Martha Stewart knows the value of a good storage hack. But where should we mere mortals look when trying to identify safe ways to store our possessions without breaking the bank?
It can prove difficult to make the most of the space you have when you don’t have much to start with.
Findings from the 2016 census revealed that over the past 25 years, the number of occupied apartments and units in Australia increased by 78% with semi-detached, row housing, town houses, flats and apartments now making up just over one-quarter of housing (26%).
With those living in strata titled dwellings motivated to give up additional floor space for the convenience of living close to their work, restaurants and entertainment strips, results from the same questionnaire also showed apartments have shrunk in size on average 10m2 since 2007.
But talk to the experts and they’ll say a home doesn’t have to be huge to feel spacious.
Lifespace Store and Organiser owner Nicole Thomas says there are a myriad of ways Australians can optimise the space they live in, if willing to think outside the box.
Thomas, who founded her store in 2007 but has a lifetime’s experience raising a growing family in tight confines, says over door hooks, storage tubs, rods, pegboards and ninja baskets all have a role to play in restoring order by decluttering a home.
While those who own their apartment or townhouse have the luxury of remodelling to suit their needs, this doesn’t mean those in tenanted strata complexes have less options.
“Those who own their apartment or townhouse have the luxury of installing more permanent fixings. If they have a garage space they can mount fast track rails on walls with click on storage hooks to optimise storage. Suspending a platform from the garage ceiling above your car can use available space for storage tubs too.
“Tenants, however, need to think of the unused spaces they do have and how they can make it work for their needs.

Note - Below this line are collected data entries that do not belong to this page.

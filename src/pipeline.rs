//! Pipeline orchestration
//!
//! Public facade tying the normalizer and the aggregator together the way the
//! surrounding service layer calls them: log one night, derive the last-N-days
//! window, and summarize an already-fetched batch of stored records.

use chrono::{Duration, NaiveDate};
use tracing::info;

use crate::aggregator::{AggregateMode, Aggregator};
use crate::error::SleepError;
use crate::normalizer::Normalizer;
use crate::types::{IntervalRequest, SleepAverages, SleepRecord, TimePairRequest};

/// Default aggregation window in days
pub const DEFAULT_WINDOW_DAYS: u32 = 30;

/// Stateless processor wiring the engine's entry points together.
///
/// Holds only configuration (aggregation strategy and window size); inputs
/// are immutable and outputs freshly constructed, so a single processor is
/// safe to share across threads.
#[derive(Debug, Clone)]
pub struct SleepProcessor {
    aggregator: Aggregator,
    window_days: u32,
}

impl Default for SleepProcessor {
    fn default() -> Self {
        Self::new()
    }
}

impl SleepProcessor {
    /// Create a processor with the in-process aggregation strategy
    pub fn new() -> Self {
        Self::with_mode(AggregateMode::InProcess)
    }

    /// Create a processor with a specific aggregation strategy
    pub fn with_mode(mode: AggregateMode) -> Self {
        Self {
            aggregator: Aggregator::new(mode),
            window_days: DEFAULT_WINDOW_DAYS,
        }
    }

    /// Override the aggregation window length
    pub fn with_window_days(mut self, window_days: u32) -> Self {
        self.window_days = window_days;
        self
    }

    /// Normalize one night from an explicit `start/end` date-time interval
    pub fn log_interval(
        &self,
        request: &IntervalRequest,
        user_id: &str,
        submitted_on: NaiveDate,
    ) -> Result<SleepRecord, SleepError> {
        info!(user_id, date = %submitted_on, "creating sleep record from interval");
        Normalizer::from_interval(request, user_id, submitted_on)
    }

    /// Normalize one night from a bare bed/wake clock-time pair
    pub fn log_time_pair(
        &self,
        request: &TimePairRequest,
        user_id: &str,
        submitted_on: NaiveDate,
    ) -> Result<SleepRecord, SleepError> {
        info!(user_id, date = %submitted_on, "creating sleep record from time pair");
        Normalizer::from_time_pair(request, user_id, submitted_on)
    }

    /// Inclusive date window ending today: `[today - (window_days - 1), today]`
    pub fn window(&self, today: NaiveDate) -> (NaiveDate, NaiveDate) {
        (today - Duration::days(self.window_days as i64 - 1), today)
    }

    /// Summarize an already-fetched, date-ascending batch of records.
    ///
    /// An empty batch is an absence signal, not an error: the store found
    /// nothing in the window.
    pub fn averages(&self, records: &[SleepRecord]) -> Result<Option<SleepAverages>, SleepError> {
        if records.is_empty() {
            info!("no sleep records in window");
            return Ok(None);
        }

        info!(count = records.len(), "aggregating sleep records");
        self.aggregator.aggregate(records).map(Some)
    }

    /// Record attributed to today's wake-up, if one exists
    pub fn last_night<'a>(
        &self,
        records: &'a [SleepRecord],
        today: NaiveDate,
    ) -> Option<&'a SleepRecord> {
        records.iter().find(|r| r.sleep_date == today)
    }
}

/// Parse stored records from newline-delimited JSON, skipping blank lines
pub fn records_from_ndjson(data: &str) -> Result<Vec<SleepRecord>, SleepError> {
    data.lines()
        .map(str::trim)
        .filter(|line| !line.is_empty())
        .map(|line| serde_json::from_str(line).map_err(SleepError::from))
        .collect()
}

/// Parse stored records from a JSON array
pub fn records_from_array(data: &str) -> Result<Vec<SleepRecord>, SleepError> {
    serde_json::from_str(data).map_err(SleepError::from)
}

#[cfg(test)]
mod tests {
    use super::*;
    use crate::types::MoodLabel;
    use chrono::NaiveTime;
    use pretty_assertions::assert_eq;

    fn d(day: u32) -> NaiveDate {
        NaiveDate::from_ymd_opt(2026, 3, day).unwrap()
    }

    fn make_record(date: NaiveDate) -> SleepRecord {
        SleepRecord {
            user_id: "1".to_string(),
            sleep_date: date,
            bed_time: NaiveTime::from_hms_opt(23, 0, 0).unwrap(),
            wake_time: NaiveTime::from_hms_opt(7, 0, 0).unwrap(),
            total_time_in_bed: Duration::hours(8),
            mood_label: MoodLabel::Good,
        }
    }

    #[test]
    fn test_window_is_inclusive_last_n_days() {
        let processor = SleepProcessor::new();
        let (start, end) = processor.window(d(30));

        assert_eq!(start, NaiveDate::from_ymd_opt(2026, 3, 1).unwrap());
        assert_eq!(end, d(30));
    }

    #[test]
    fn test_window_respects_override() {
        let processor = SleepProcessor::new().with_window_days(7);
        let (start, end) = processor.window(d(10));

        assert_eq!(start, d(4));
        assert_eq!(end, d(10));
    }

    #[test]
    fn test_averages_absent_for_empty_batch() {
        let processor = SleepProcessor::new();
        assert_eq!(processor.averages(&[]).unwrap(), None);
    }

    #[test]
    fn test_averages_present_for_records() {
        let processor = SleepProcessor::new();
        let records = vec![make_record(d(1)), make_record(d(2))];

        let averages = processor.averages(&records).unwrap().unwrap();
        assert_eq!(averages.date_range_start, d(1));
        assert_eq!(averages.date_range_end, d(2));
        assert_eq!(averages.average_total_time_in_bed, "8h 0m");
    }

    #[test]
    fn test_last_night_lookup() {
        let processor = SleepProcessor::new();
        let records = vec![make_record(d(1)), make_record(d(2))];

        assert_eq!(processor.last_night(&records, d(2)), Some(&records[1]));
        assert_eq!(processor.last_night(&records, d(3)), None);
    }

    #[test]
    fn test_log_entry_points_delegate_to_normalizer() {
        let processor = SleepProcessor::new();

        let interval = IntervalRequest {
            time_in_bed_interval: "2026-03-01T23:30:00/2026-03-02T07:00:00".to_string(),
            mood_label: MoodLabel::Good,
        };
        let record = processor.log_interval(&interval, "1", d(2)).unwrap();
        assert_eq!(record.total_time_in_bed, Duration::minutes(450));

        let pair = TimePairRequest {
            bed_time: "23:00".to_string(),
            wake_time: "07:00".to_string(),
            mood_label: MoodLabel::Ok,
        };
        let record = processor.log_time_pair(&pair, "1", d(2)).unwrap();
        assert_eq!(record.total_time_in_bed, Duration::hours(8));
    }

    #[test]
    fn test_records_from_ndjson() {
        let data = concat!(
            r#"{"userId":"1","sleepDate":"2026-03-01","bedTime":"23:00:00","wakeTime":"07:00:00","totalTimeInBed":480,"moodLabel":"GOOD"}"#,
            "\n\n",
            r#"{"userId":"1","sleepDate":"2026-03-02","bedTime":"22:30:00","wakeTime":"06:30:00","totalTimeInBed":480,"moodLabel":"OK"}"#,
            "\n",
        );

        let records = records_from_ndjson(data).unwrap();
        assert_eq!(records.len(), 2);
        assert_eq!(records[0].sleep_date, d(1));
        assert_eq!(records[1].mood_label, MoodLabel::Ok);
    }

    #[test]
    fn test_records_from_ndjson_rejects_bad_line() {
        let err = records_from_ndjson("not json\n").unwrap_err();
        assert!(matches!(err, SleepError::Json(_)));
    }

    #[test]
    fn test_records_from_array() {
        let data = r#"[{"userId":"1","sleepDate":"2026-03-01","bedTime":"23:00:00","wakeTime":"07:00:00","totalTimeInBed":480,"moodLabel":"BAD"}]"#;
        let records = records_from_array(data).unwrap();
        assert_eq!(records.len(), 1);
        assert_eq!(records[0].mood_label, MoodLabel::Bad);
    }
}
//! Core types for the Somnus engine
//!
//! Defines the stored record, the derived summary, and the two raw request
//! shapes accepted at the boundary. All JSON field names are camelCase, the
//! convention of the surrounding API layer.

use chrono::{Duration, NaiveDate, NaiveTime};
use serde::{Deserialize, Serialize};
use std::collections::BTreeMap;

use crate::timeutil::{format_duration, wall_clock_span};

/// Morning feeling reported with each night. The enumeration is closed.
#[derive(
    Debug, Clone, Copy, PartialEq, Eq, PartialOrd, Ord, Hash, Serialize, Deserialize,
)]
#[serde(rename_all = "UPPERCASE")]
pub enum MoodLabel {
    Bad,
    Ok,
    Good,
}

impl MoodLabel {
    pub fn as_str(&self) -> &'static str {
        match self {
            MoodLabel::Bad => "BAD",
            MoodLabel::Ok => "OK",
            MoodLabel::Good => "GOOD",
        }
    }
}

/// One canonical night of sleep. Immutable once constructed.
///
/// `total_time_in_bed` is always the wall-clock span from `bed_time` to
/// `wake_time`, with wake on the same or the following calendar day,
/// whichever keeps the span non-negative and minimal. It is serialized as
/// whole minutes.
#[derive(Debug, Clone, PartialEq, Serialize, Deserialize)]
#[serde(rename_all = "camelCase")]
pub struct SleepRecord {
    /// Opaque identifier owned by the external store, not validated here
    pub user_id: String,
    /// Date attributed to the session: the day the user woke up and submitted
    pub sleep_date: NaiveDate,
    pub bed_time: NaiveTime,
    pub wake_time: NaiveTime,
    #[serde(with = "crate::timeutil::duration_minutes")]
    pub total_time_in_bed: Duration,
    pub mood_label: MoodLabel,
}

impl SleepRecord {
    /// Whether the stored duration matches the bed-to-wake wall-clock span.
    ///
    /// Holds by construction for every record the normalizer produces from a
    /// session shorter than one day.
    pub fn is_consistent(&self) -> bool {
        self.total_time_in_bed == wall_clock_span(self.bed_time, self.wake_time)
    }
}

/// Presentation view of a record with the duration formatted as "Xh Ym"
#[derive(Debug, Clone, PartialEq, Serialize)]
#[serde(rename_all = "camelCase")]
pub struct SleepRecordSummary {
    pub sleep_date: NaiveDate,
    pub bed_time: NaiveTime,
    pub wake_time: NaiveTime,
    pub total_time_in_bed: String,
    pub mood_label: MoodLabel,
}

impl From<&SleepRecord> for SleepRecordSummary {
    fn from(record: &SleepRecord) -> Self {
        Self {
            sleep_date: record.sleep_date,
            bed_time: record.bed_time,
            wake_time: record.wake_time,
            total_time_in_bed: format_duration(record.total_time_in_bed),
            mood_label: record.mood_label,
        }
    }
}

/// Aggregate summary over a date-ascending batch of records.
///
/// Derived per request, never persisted. Mood labels with a zero count are
/// omitted from `mood_frequencies`.
#[derive(Debug, Clone, PartialEq, Serialize, Deserialize)]
#[serde(rename_all = "camelCase")]
pub struct SleepAverages {
    /// First contributing record's sleep date
    pub date_range_start: NaiveDate,
    /// Last contributing record's sleep date
    pub date_range_end: NaiveDate,
    /// Mean time in bed, truncated to whole minutes, formatted "Xh Ym"
    pub average_total_time_in_bed: String,
    /// Circular average; see the aggregator for the midnight-wrap rule
    pub average_bed_time: NaiveTime,
    /// Plain arithmetic average
    pub average_wake_time: NaiveTime,
    pub mood_frequencies: BTreeMap<MoodLabel, u32>,
}

/// Raw input carrying a single ISO 8601 interval for the sleep period.
///
/// Example:
/// ```json
/// {
///   "timeInBedInterval": "2026-02-25T23:30:00/2026-02-26T07:00:00",
///   "moodLabel": "GOOD"
/// }
/// ```
#[derive(Debug, Clone, Serialize, Deserialize)]
#[serde(rename_all = "camelCase")]
pub struct IntervalRequest {
    /// ISO 8601 interval: "startDateTime/endDateTime"
    pub time_in_bed_interval: String,
    pub mood_label: MoodLabel,
}

/// Raw input carrying bare bed and wake clock times, no dates.
///
/// Example:
/// ```json
/// {
///   "bedTime": "23:30",
///   "wakeTime": "07:00",
///   "moodLabel": "OK"
/// }
/// ```
#[derive(Debug, Clone, Serialize, Deserialize)]
#[serde(rename_all = "camelCase")]
pub struct TimePairRequest {
    /// Clock time "HH:MM" or "HH:MM:SS"
    pub bed_time: String,
    /// Clock time "HH:MM" or "HH:MM:SS"; may be on the following day
    pub wake_time: String,
    pub mood_label: MoodLabel,
}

For example, the blank space behind doors can be used to hang an over door hook to store jackets, umbrellas, dog leads, towels or the next day’s clothes hanging as an alternative to a clothes valet,” she says.

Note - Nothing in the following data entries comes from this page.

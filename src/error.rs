//! Error types for Somnus

use thiserror::Error;

/// Errors that can occur during normalization or aggregation.
///
/// All failures are deterministic functions of the input and are never
/// retried.
#[derive(Debug, Error)]
pub enum SleepError {
    #[error("Invalid interval format, expected startDateTime/endDateTime: {0}")]
    InvalidInterval(String),

    #[error("Failed to parse date-time: {0}")]
    DateTimeParse(String),

    #[error("Failed to parse clock time: {0}")]
    TimeParse(String),

    #[error("Wake time must be after bed time")]
    WakeNotAfterBed,

    #[error("Cannot calculate averages from an empty record set")]
    EmptyInput,

    #[error("Invalid JSON: {0}")]
    Json(#[from] serde_json::Error),
}

impl SleepError {
    /// True for malformed-input failures that map to a user-facing 4xx
    /// response in the surrounding API layer.
    pub fn is_validation(&self) -> bool {
        matches!(
            self,
            SleepError::InvalidInterval(_)
                | SleepError::DateTimeParse(_)
                | SleepError::TimeParse(_)
                | SleepError::WakeNotAfterBed
        )
    }
}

National Storage marketing manager Monique Voltz recommends putting desk organisers in the fridge, installing spice shelves on spare walls and arranging bookcases in the centre of a room with a solid plank of wood as handy ways to acquire more storage options in restricted spaces.

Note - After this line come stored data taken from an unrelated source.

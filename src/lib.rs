//! Somnus - compute engine for sleep diary records and aggregate statistics
//!
//! Somnus canonicalizes one night's raw sleep input into an immutable
//! `SleepRecord` and computes summary statistics over a date-ascending batch
//! of stored records: average duration, circular average of bed time,
//! arithmetic average of wake time, and a mood histogram.
//!
//! ## Modules
//!
//! - **Normalizer**: canonicalize raw interval or time-pair input into records
//! - **Aggregator**: last-N-days summary with two interchangeable strategies
//! - **Seeder**: idempotent backfill for local development
//!
//! Persistence and HTTP routing are external collaborators: the engine only
//! consumes already-fetched record batches and produces freshly constructed
//! values, so every entry point is safe to call concurrently.

pub mod aggregator;
pub mod error;
pub mod normalizer;
pub mod pipeline;
pub mod seeder;
pub mod timeutil;
pub mod types;

pub use aggregator::{AggregateMode, Aggregator};
pub use error::SleepError;
pub use normalizer::Normalizer;
pub use pipeline::{records_from_array, records_from_ndjson, SleepProcessor, DEFAULT_WINDOW_DAYS};
pub use seeder::{SeedPlan, Seeder, DEFAULT_SEED_DAYS};
pub use types::{
    IntervalRequest, MoodLabel, SleepAverages, SleepRecord, SleepRecordSummary, TimePairRequest,
};

/// Engine version reported by the CLI
pub const ENGINE_VERSION: &str = env!("CARGO_PKG_VERSION");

Ice cubes work well as jewellery organisers while tiered fruit baskets can be repurposed and hung across a shower curtain rod to store washcloths, soaps and bathroom toys, she says.
Magnetic strips work best when used in bathrooms, bedrooms, studies and garages and can hold an assortment of items from nuts, bolts and nails to tweezers and hair clips.
Hanging a rod under your sink is the perfect way to rearrange washcloths and spray bottles while keeping your benchtops clear, she says.
“With your plastic bags imprisoned and your detergents all hung up, you’ll actually have storage space beneath your sink.”
However, those in search of the “holy grail” of home storage hacks should look no further than holey boards, Voltz insists.
“[You can] hang them in the kitchen to keep your cooking essentials close by, let your children decorate them and creatively store their toys, put them in your backyard shed to organise your tools, paint them and place them in your bedroom to hang up your hat and other accessories or place them inside the front door as a place to drop off and pick up keys, backpacks, sunglasses and other personal items,” she says.